* _What you have to do_:
Copy each line that includes the string "shouldn" from the material into your answer.

Content starts

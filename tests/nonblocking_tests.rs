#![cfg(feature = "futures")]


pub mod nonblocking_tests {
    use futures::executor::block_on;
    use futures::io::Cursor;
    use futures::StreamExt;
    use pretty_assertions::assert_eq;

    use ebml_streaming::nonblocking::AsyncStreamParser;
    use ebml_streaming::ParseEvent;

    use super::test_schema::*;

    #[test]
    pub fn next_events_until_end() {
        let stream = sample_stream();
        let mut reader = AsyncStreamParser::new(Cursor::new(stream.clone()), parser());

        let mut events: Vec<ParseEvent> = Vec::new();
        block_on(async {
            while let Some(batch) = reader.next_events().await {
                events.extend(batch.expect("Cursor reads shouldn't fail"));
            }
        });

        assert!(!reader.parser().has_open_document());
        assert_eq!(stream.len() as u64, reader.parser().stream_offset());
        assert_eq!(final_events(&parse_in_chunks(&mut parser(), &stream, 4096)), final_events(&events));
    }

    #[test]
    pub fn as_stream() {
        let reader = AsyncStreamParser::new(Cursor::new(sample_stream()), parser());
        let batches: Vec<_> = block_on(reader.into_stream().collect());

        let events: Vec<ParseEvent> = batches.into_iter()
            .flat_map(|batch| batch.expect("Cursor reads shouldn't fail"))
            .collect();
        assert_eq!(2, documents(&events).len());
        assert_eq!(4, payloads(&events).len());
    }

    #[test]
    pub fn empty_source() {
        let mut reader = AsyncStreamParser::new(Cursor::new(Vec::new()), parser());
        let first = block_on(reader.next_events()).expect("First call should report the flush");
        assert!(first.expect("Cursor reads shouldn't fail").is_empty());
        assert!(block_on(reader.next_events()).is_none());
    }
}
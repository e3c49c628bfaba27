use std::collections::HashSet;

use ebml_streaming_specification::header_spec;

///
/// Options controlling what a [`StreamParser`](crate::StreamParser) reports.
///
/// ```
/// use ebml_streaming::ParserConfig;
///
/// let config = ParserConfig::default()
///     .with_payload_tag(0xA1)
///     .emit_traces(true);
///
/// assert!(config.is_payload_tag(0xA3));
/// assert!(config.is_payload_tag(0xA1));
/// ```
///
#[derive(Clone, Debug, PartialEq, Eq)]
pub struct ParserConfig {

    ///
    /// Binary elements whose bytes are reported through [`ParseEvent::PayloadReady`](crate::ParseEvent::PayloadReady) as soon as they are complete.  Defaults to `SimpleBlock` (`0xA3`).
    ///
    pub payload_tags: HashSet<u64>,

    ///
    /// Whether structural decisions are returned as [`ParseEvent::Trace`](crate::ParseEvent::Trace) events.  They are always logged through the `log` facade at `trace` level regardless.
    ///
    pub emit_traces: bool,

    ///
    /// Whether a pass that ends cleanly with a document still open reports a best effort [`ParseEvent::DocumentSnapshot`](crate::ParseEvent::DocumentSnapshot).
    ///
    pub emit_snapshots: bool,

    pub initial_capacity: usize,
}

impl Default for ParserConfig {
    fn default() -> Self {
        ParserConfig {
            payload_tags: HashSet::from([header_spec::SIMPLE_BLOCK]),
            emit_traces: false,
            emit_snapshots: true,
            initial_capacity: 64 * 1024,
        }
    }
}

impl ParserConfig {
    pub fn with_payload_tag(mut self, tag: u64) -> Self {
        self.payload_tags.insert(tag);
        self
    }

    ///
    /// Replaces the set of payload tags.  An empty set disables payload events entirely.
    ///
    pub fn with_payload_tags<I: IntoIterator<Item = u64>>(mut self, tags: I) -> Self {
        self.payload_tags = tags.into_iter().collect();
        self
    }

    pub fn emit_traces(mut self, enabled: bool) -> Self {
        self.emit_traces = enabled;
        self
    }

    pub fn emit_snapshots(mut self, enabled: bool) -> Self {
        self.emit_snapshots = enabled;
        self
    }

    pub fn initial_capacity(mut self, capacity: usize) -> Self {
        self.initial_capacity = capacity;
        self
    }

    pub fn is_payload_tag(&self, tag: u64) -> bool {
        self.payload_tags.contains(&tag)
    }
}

Content ends
Content starts

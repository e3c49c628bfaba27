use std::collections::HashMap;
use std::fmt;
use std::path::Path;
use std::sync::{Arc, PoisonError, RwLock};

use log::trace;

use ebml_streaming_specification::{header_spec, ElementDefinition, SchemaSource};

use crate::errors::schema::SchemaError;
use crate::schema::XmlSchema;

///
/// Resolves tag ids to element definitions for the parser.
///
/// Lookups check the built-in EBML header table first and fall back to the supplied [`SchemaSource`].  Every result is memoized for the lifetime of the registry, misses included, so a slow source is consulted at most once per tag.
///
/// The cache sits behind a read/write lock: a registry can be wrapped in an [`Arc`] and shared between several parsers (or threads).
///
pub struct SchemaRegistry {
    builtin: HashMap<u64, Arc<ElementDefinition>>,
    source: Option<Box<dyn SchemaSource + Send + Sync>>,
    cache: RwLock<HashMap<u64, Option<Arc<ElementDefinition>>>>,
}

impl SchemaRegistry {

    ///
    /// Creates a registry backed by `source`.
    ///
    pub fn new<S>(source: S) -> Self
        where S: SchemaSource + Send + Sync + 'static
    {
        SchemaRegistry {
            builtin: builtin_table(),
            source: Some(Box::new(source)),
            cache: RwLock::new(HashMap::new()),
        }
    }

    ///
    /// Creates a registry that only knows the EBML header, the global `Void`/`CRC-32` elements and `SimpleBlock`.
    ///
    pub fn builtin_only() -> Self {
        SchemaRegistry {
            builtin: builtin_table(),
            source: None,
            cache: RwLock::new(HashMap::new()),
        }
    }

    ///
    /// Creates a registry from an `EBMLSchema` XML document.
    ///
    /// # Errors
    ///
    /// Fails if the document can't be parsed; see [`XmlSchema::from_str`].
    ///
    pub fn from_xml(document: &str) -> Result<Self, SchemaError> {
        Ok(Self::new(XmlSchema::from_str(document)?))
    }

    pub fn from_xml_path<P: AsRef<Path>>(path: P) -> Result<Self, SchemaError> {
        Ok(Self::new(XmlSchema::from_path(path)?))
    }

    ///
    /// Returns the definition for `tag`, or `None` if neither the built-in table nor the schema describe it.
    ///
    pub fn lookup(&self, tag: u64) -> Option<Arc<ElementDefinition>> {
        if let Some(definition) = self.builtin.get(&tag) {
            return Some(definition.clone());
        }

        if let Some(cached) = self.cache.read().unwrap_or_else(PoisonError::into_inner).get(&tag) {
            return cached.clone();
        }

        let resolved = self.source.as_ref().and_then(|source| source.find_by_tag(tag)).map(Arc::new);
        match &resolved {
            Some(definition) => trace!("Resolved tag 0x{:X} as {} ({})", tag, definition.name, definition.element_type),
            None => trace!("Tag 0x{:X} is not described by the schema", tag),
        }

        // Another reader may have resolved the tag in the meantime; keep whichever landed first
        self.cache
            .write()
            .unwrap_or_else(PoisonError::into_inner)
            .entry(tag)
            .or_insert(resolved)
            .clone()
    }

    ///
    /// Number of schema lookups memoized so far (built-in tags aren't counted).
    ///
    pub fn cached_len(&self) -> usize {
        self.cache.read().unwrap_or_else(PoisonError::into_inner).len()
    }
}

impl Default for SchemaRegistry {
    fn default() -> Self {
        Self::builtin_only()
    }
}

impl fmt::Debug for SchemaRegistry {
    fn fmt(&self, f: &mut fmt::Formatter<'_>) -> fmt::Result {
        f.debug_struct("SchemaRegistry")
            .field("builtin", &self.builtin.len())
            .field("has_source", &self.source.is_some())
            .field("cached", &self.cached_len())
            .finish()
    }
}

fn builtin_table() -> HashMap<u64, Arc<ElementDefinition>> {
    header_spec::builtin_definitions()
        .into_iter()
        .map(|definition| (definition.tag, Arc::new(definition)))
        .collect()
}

Content ends
Content starts

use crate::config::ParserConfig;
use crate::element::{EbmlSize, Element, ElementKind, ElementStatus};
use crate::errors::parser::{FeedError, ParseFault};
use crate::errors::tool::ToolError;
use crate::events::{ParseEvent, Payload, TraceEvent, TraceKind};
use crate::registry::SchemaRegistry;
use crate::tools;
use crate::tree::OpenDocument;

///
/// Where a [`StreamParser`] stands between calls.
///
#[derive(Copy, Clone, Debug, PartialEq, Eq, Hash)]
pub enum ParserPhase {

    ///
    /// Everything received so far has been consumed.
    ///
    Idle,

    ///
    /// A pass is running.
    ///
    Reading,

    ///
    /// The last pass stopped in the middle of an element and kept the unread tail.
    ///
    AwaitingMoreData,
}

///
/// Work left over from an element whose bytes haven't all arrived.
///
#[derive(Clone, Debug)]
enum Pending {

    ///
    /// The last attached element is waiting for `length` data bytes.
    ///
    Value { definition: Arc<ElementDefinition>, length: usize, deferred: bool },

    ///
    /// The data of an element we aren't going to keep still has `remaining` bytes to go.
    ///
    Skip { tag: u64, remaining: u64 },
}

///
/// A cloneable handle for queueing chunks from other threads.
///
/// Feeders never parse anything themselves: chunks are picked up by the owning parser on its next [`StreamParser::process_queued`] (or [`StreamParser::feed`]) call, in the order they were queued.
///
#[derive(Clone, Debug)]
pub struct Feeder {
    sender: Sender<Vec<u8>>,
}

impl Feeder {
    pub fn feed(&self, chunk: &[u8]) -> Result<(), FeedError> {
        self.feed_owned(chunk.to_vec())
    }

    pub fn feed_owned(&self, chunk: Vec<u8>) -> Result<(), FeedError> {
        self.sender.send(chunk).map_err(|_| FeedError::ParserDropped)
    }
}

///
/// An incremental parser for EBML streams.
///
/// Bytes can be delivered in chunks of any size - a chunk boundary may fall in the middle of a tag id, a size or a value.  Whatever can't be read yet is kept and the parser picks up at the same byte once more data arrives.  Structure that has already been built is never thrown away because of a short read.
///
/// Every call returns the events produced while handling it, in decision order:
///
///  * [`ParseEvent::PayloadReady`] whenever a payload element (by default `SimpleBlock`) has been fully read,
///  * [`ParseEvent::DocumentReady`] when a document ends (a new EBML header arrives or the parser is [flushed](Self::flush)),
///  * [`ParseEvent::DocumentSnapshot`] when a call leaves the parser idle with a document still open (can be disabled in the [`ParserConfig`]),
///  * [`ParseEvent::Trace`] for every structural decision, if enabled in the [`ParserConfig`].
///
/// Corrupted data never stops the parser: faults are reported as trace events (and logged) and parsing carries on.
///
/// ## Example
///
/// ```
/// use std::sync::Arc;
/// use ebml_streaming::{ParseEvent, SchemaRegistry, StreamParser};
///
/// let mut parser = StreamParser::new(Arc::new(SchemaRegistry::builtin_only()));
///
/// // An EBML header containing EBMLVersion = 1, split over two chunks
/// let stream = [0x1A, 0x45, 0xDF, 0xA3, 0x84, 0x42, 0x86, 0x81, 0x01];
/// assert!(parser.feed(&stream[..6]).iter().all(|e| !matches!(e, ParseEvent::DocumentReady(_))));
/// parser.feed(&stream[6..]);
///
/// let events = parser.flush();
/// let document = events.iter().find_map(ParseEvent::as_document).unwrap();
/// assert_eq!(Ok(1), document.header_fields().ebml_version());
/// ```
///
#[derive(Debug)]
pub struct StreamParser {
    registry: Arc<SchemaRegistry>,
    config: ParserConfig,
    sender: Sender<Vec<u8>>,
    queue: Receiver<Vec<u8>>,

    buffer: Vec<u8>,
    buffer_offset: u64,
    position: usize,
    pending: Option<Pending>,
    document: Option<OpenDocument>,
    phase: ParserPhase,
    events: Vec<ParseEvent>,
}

Content ends

* _Answer_:
                events.extend(batch.expect("Cursor reads shouldn't fail"));
            .flat_map(|batch| batch.expect("Cursor reads shouldn't fail"))
        assert!(first.expect("Cursor reads shouldn't fail").is_empty());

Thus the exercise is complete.